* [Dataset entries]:

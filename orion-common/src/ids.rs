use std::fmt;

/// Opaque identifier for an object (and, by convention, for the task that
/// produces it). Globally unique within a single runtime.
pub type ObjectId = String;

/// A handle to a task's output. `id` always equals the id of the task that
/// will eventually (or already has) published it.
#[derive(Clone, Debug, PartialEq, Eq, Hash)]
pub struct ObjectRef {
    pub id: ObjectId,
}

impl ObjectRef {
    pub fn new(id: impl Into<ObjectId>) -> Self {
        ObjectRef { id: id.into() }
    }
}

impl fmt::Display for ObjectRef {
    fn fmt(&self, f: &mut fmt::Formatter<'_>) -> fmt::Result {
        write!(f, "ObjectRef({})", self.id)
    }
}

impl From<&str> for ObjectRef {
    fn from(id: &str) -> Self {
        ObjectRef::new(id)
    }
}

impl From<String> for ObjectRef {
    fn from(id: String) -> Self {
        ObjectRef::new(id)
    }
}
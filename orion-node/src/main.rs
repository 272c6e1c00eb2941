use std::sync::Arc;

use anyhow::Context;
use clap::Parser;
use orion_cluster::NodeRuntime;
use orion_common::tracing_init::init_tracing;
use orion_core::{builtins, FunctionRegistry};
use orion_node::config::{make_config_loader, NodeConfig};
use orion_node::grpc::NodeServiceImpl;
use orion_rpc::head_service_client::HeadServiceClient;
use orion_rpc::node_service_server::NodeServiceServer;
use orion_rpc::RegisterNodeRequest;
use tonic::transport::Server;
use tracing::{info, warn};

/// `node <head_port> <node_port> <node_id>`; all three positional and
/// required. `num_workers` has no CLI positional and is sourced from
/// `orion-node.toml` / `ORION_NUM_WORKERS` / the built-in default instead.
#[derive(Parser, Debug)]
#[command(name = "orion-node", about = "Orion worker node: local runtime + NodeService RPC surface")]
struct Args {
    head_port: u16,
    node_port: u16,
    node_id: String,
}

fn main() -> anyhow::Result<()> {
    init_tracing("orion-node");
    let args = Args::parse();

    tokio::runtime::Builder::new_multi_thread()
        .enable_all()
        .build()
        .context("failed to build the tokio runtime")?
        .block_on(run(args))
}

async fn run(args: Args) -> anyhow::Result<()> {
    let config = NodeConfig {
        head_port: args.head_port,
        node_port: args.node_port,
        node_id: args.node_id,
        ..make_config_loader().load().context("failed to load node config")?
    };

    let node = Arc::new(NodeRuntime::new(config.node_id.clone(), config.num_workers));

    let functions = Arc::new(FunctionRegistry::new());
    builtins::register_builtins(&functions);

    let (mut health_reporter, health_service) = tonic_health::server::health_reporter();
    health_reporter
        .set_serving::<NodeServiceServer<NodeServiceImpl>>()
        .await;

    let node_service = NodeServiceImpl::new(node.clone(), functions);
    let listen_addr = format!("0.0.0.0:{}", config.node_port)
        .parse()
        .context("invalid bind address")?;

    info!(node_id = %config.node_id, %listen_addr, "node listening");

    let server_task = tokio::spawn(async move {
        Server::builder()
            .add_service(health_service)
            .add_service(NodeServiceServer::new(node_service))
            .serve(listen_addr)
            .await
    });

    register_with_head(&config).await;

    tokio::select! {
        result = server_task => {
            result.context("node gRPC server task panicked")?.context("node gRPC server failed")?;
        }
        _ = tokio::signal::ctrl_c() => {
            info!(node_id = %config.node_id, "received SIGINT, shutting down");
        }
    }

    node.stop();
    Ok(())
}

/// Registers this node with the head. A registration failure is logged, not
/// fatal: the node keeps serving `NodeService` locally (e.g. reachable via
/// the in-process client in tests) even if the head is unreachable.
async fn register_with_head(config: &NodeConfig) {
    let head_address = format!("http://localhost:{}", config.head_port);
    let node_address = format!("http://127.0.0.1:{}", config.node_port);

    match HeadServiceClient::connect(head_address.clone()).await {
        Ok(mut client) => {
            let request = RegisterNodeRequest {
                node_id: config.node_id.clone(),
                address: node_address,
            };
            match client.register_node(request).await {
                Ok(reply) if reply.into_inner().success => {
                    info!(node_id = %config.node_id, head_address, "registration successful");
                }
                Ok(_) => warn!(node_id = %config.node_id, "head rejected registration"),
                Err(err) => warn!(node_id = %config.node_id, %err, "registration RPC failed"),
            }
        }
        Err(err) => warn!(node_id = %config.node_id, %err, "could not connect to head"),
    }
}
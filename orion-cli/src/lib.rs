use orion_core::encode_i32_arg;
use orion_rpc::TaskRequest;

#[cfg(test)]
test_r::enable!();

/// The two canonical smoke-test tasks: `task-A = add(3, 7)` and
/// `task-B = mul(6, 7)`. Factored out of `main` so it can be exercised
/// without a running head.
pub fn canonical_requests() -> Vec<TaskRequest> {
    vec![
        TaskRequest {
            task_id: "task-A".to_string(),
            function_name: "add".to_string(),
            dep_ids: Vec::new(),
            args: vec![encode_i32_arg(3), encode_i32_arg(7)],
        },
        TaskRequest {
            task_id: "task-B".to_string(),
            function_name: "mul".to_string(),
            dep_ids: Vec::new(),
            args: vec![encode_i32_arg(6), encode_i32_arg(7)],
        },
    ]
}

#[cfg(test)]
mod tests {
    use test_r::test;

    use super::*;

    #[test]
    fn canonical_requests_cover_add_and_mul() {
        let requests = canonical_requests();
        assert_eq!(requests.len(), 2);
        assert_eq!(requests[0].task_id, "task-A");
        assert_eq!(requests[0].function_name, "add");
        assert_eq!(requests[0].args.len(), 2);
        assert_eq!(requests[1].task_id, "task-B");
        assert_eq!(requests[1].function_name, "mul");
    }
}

* * *

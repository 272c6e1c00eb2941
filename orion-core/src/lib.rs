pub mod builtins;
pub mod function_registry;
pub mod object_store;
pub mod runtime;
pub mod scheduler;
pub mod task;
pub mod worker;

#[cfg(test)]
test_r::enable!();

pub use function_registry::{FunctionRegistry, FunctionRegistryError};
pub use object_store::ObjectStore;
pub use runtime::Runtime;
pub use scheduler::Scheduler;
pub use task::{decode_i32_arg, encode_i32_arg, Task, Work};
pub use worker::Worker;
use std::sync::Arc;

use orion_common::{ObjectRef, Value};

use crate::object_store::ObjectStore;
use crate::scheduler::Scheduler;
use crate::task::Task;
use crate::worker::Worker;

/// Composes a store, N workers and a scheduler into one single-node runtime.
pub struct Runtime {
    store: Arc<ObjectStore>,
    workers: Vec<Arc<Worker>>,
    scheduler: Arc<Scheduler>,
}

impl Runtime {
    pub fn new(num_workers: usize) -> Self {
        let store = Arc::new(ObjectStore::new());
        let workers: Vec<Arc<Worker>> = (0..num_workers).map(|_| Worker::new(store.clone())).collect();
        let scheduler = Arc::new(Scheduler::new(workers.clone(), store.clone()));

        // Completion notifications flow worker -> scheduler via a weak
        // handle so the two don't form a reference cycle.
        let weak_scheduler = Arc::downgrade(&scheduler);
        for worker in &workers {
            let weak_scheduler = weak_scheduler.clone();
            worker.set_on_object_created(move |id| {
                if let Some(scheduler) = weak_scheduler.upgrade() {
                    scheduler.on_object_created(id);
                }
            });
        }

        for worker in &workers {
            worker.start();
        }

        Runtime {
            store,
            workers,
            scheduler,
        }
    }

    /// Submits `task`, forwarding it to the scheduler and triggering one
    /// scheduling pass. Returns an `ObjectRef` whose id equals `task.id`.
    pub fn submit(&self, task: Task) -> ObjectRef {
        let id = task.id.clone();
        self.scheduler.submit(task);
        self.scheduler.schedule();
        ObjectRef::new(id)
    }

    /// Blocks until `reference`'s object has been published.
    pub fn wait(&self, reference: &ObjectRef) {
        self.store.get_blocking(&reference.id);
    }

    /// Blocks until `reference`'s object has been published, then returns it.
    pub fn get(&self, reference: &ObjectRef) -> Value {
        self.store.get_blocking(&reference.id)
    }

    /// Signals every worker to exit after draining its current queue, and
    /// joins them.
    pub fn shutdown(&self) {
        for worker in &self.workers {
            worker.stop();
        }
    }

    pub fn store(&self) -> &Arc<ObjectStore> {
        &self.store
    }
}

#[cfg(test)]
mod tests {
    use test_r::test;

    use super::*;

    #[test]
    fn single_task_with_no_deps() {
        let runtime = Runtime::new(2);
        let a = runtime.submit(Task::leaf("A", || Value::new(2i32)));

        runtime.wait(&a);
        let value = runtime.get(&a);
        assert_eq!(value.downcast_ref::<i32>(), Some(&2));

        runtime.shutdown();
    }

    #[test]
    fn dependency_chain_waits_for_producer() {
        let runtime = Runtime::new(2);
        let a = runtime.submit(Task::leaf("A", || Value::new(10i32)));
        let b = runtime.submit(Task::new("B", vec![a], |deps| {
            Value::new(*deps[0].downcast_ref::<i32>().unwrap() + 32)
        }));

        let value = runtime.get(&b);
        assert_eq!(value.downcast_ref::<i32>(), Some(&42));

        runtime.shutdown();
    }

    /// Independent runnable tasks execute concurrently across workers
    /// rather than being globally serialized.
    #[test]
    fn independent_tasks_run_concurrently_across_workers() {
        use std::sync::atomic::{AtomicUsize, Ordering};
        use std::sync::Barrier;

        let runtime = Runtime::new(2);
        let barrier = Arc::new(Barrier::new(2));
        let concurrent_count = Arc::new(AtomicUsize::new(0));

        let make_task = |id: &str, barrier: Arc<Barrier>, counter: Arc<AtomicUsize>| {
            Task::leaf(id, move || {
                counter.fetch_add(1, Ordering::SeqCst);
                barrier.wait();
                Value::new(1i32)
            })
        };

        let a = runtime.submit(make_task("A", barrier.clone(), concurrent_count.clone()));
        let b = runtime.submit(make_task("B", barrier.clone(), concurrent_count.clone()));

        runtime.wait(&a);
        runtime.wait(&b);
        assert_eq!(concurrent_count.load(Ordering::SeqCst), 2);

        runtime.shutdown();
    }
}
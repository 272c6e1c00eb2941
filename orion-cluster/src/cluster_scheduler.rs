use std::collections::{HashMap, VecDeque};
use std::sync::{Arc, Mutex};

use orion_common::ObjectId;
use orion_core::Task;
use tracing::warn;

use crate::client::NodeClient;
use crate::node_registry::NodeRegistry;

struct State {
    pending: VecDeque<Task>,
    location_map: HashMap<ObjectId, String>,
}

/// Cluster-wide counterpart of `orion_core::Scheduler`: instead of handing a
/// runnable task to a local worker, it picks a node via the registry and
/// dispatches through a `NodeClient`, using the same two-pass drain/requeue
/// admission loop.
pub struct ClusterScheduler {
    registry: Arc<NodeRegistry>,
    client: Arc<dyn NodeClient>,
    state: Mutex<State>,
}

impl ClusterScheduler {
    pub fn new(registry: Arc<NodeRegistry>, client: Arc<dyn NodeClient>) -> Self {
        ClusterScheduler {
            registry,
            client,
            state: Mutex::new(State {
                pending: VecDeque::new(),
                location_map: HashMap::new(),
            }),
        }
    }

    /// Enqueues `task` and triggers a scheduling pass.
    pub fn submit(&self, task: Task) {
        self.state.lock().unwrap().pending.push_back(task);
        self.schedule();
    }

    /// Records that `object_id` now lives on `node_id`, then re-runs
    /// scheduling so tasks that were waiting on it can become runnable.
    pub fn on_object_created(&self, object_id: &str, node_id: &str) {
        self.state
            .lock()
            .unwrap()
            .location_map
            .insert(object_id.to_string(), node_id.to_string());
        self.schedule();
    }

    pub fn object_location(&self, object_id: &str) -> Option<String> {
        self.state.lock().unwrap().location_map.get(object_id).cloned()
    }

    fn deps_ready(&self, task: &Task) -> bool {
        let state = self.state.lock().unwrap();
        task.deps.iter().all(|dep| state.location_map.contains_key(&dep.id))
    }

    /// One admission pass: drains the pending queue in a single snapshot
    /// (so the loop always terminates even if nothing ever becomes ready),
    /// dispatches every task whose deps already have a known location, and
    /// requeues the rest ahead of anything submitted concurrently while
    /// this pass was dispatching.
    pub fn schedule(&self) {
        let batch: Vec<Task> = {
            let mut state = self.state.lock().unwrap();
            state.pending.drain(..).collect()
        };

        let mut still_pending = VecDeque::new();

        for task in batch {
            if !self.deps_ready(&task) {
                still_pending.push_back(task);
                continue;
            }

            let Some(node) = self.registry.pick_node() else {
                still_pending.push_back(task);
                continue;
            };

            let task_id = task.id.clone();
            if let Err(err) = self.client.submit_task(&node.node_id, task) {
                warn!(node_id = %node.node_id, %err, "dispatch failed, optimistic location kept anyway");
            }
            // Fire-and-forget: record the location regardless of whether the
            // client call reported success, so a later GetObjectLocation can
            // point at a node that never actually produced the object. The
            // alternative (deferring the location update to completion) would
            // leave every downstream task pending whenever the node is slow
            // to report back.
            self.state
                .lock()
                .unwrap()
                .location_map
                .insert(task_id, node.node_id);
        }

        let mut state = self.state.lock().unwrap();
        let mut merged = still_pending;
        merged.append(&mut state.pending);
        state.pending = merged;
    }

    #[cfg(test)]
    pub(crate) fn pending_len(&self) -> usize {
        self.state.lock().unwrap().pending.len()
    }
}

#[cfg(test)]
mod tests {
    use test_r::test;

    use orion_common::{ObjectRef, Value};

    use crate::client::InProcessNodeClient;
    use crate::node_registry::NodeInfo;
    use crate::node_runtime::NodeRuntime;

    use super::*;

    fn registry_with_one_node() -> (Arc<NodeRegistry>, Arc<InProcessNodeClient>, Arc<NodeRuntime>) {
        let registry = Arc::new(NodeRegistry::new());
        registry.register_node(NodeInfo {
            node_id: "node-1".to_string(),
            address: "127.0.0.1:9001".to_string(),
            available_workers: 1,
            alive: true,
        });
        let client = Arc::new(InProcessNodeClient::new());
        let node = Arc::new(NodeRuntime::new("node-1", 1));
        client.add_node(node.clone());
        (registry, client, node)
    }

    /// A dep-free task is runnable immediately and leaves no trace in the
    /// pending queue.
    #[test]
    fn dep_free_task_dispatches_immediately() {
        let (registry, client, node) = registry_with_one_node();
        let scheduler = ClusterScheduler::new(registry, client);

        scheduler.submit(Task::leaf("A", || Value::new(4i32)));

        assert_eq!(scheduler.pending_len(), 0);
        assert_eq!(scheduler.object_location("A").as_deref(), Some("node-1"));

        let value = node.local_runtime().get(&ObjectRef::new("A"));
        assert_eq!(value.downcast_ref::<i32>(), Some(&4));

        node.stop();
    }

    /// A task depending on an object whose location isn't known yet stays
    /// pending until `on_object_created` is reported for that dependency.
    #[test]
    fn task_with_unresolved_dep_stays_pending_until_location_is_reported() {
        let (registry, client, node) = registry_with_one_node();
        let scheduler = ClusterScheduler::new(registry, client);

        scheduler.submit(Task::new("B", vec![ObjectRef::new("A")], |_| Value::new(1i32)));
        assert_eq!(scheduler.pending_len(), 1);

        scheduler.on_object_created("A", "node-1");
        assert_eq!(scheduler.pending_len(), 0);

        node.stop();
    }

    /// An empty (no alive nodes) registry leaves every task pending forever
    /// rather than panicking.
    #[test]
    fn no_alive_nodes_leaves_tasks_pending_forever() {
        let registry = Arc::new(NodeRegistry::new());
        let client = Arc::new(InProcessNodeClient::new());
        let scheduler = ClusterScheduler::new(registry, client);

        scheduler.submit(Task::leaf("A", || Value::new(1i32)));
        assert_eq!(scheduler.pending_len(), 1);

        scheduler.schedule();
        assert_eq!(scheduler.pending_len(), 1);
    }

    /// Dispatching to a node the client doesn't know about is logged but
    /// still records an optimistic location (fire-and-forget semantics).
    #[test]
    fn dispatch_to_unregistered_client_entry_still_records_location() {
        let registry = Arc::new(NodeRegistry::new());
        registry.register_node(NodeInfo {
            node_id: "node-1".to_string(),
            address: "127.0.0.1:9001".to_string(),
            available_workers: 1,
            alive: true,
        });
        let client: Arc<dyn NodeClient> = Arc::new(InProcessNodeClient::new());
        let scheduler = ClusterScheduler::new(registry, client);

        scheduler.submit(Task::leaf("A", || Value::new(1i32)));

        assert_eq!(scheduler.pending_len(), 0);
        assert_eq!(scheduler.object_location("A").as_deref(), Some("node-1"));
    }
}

* [Work to be completed]:
Look above for the line with "filename orion-common/src/ids.rs"; retype exactly that line, every line after it up to the line with "pub fn new(id: impl", and that line too, nothing else.

* [Task response]:
filename orion-common/src/ids.rs
use std::fmt;

/// Opaque identifier for an object (and, by convention, for the task that
/// produces it). Globally unique within a single runtime.
pub type ObjectId = String;

/// A handle to a task's output. `id` always equals the id of the task that
/// will eventually (or already has) published it.
#[derive(Clone, Debug, PartialEq, Eq, Hash)]
pub struct ObjectRef {
    pub id: ObjectId,
}

impl ObjectRef {
    pub fn new(id: impl Into<ObjectId>) -> Self {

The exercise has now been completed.